> **WHAT TO DO**
Determine how many lines of the listing below include the string "ManualClock". Output the number and nothing more.

> **ENTRIES SUPPLIED**
***

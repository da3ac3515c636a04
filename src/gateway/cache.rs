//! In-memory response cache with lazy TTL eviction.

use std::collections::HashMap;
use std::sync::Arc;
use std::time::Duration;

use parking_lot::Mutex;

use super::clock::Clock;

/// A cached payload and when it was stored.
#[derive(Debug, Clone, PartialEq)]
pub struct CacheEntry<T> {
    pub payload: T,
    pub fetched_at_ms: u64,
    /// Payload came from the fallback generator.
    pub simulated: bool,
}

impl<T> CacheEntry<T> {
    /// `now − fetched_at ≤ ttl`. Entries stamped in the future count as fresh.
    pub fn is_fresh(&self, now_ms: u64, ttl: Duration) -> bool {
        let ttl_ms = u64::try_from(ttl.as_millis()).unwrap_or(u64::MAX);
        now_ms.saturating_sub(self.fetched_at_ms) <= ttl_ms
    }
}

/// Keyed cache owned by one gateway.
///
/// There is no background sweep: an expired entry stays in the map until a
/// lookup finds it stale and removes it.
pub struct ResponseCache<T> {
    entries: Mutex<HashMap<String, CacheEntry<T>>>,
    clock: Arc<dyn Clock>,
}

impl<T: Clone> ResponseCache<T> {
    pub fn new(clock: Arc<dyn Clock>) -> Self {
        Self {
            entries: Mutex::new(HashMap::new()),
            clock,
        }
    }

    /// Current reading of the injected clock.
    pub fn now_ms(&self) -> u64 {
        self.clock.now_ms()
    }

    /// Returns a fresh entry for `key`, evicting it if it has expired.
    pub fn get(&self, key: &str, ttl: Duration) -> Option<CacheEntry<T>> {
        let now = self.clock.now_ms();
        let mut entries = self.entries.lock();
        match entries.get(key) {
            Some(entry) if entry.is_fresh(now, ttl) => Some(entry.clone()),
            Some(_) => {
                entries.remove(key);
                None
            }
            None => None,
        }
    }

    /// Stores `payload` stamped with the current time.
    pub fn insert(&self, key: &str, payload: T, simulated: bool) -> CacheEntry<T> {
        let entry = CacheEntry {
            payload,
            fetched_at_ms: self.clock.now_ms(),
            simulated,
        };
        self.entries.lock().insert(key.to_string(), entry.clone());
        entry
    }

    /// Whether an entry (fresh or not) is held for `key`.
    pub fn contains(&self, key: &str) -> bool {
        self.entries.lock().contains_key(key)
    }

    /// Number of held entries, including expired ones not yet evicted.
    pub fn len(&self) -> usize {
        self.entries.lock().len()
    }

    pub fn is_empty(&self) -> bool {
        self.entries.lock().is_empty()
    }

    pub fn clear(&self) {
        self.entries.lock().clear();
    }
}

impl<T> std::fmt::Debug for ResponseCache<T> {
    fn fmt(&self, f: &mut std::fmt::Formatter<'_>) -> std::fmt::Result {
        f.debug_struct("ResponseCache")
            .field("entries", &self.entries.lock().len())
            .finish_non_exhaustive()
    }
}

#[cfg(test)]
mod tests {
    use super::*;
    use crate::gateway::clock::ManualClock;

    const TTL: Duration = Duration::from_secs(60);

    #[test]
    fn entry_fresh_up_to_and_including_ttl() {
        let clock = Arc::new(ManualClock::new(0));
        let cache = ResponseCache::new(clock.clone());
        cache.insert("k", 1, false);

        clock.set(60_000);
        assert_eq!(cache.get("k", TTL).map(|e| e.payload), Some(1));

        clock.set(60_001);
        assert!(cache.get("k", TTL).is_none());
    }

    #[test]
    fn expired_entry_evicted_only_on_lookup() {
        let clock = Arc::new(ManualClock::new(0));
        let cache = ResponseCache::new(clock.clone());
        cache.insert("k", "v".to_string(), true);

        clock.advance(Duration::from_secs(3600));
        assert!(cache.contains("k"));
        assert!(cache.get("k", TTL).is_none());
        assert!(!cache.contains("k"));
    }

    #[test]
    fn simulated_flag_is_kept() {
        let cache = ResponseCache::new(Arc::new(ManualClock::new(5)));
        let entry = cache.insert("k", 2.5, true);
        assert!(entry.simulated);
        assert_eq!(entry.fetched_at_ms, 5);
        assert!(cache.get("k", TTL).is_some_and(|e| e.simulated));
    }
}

***

> **RESPONSE**
4